Oui, l'un des chouchous du Roudourou est avant-tout un bon footballeur. Brillant récupérateur, Kerbrat déprime ses vis-à-vis, reniflant le ballon comme on traque le gibier. Avec, autour du cou, la médaille de la vaillance et du courage. «Il ne loupe jamais un entraînement!», signale Cerdan. Titulaire depuis le début de saison, le Guingampais flotte à la surface du bonheur et des louanges de son entraîneur, Jocelyn Gourvennec. «Il a un parcours atipyque, et cela fait du bien d'avoir un joueur comme ça. C'est un bel exemple pour les jeunes et les moins jeunes. En plus, je pense qu'il n'est encore qu'à 60% de ses capacités: il possède une grosse marge de progression, après une première année d'observation.» Acquiescement de l'intéressé: «L'an passé, j'ai observé, et cette année, je donne toujours le meilleur de moi-même.»

L'amour

Sinon, dans la vie, Christophe préfère le rock au rap et les comédies romantiques aux méchants films de gangsters.
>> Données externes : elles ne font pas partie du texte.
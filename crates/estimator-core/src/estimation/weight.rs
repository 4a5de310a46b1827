use super::Category;
use crate::config::{StockBucket, LARGE_STOCK_LENGTH, SMALL_STOCK_LENGTH};
use crate::types::CuttingEstimation;
use serde::{Deserialize, Serialize};
use std::collections::BTreeMap;

/// Weight in kg of one full reference pipe of each standard length.
#[derive(Debug, Clone, Copy, Default, PartialEq, Serialize, Deserialize)]
pub struct PipeWeights {
    /// Weight of a 180" pipe
    #[serde(default)]
    pub small: f64,
    /// Weight of a 192" pipe
    #[serde(default)]
    pub large: f64,
}

impl PipeWeights {
    pub fn new(small: f64, large: f64) -> Self {
        Self { small, large }
    }

    /// Weight per inch for a pipe of the given length. Extra lengths borrow the
    /// 192" profile, or the 180" one when no 192" weight is known.
    pub fn per_inch(&self, pipe_length: f64) -> f64 {
        let (weight, reference) = match StockBucket::of(pipe_length) {
            StockBucket::Small => (self.small, SMALL_STOCK_LENGTH),
            StockBucket::Large => (self.large, LARGE_STOCK_LENGTH),
            StockBucket::Extra if self.large > 0.0 => (self.large, LARGE_STOCK_LENGTH),
            StockBucket::Extra => (self.small, SMALL_STOCK_LENGTH),
        };
        weight / reference
    }

    /// Weight of one classified pipe, pro-rated by the inches it is billed for.
    pub fn pipe_weight(&self, cutting: &CuttingEstimation) -> f64 {
        if cutting.pipe_length <= 0.0 {
            return 0.0;
        }
        self.per_inch(cutting.pipe_length) * cutting.billed_inches()
    }
}

/// Pricing and weight data for one category.
#[derive(Debug, Clone, Default, PartialEq, Serialize, Deserialize)]
pub struct MaterialRate {
    /// Label of the pipe profile, e.g. "Domal 2 Track"
    #[serde(default)]
    pub pipe_type: String,
    /// Currency per kg
    #[serde(default)]
    pub rate: f64,
    #[serde(default)]
    pub weights: PipeWeights,
}

/// Rate and weight lookup keyed by category.
#[derive(Debug, Clone, Default, PartialEq, Serialize, Deserialize)]
#[serde(transparent)]
pub struct RateTable {
    entries: BTreeMap<Category, MaterialRate>,
}

impl RateTable {
    pub fn new() -> Self {
        Self::default()
    }

    pub fn with(mut self, category: Category, material: MaterialRate) -> Self {
        self.insert(category, material);
        self
    }

    pub fn insert(&mut self, category: Category, material: MaterialRate) {
        self.entries.insert(category, material);
    }

    pub fn get(&self, category: Category) -> Option<&MaterialRate> {
        self.entries.get(&category)
    }

    pub fn len(&self) -> usize {
        self.entries.len()
    }

    pub fn is_empty(&self) -> bool {
        self.entries.is_empty()
    }
}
Sensible et bucolique, il couve toujours des yeux son Finistère natal, qu'il floqua sur son dos lors de son arrivée à Guingamp, comme un certain Yoann Gourcuff, vieille connaissance adolescente sur les courts de tennis. C'était dans une autre vie, quand il ne pensait «même pas devenir joueur de foot professionnel.» Depuis, Kerbrat a grandi, et montera même «sans complexe» à l'assaut du Rocher princier, demain. Après, il reprendra la RN12 pour retrouver Brest et sa chérie Alicia, le temps d'un week-end. «Notre rencontre est le meilleur souvenir de ma vie», confie-t-il, dans une belle sincérité. Avec elle, il se baladera sur les récifs de Landéda et Portsall, humant l'air iodé de la mer d'Iroise, et composant son avenir tel le romancier qui écrit au courant de sa plume: sans méditation ni but précis. Mais avec un joli rêve: «Que tout cela continue le plus longtemps possible.»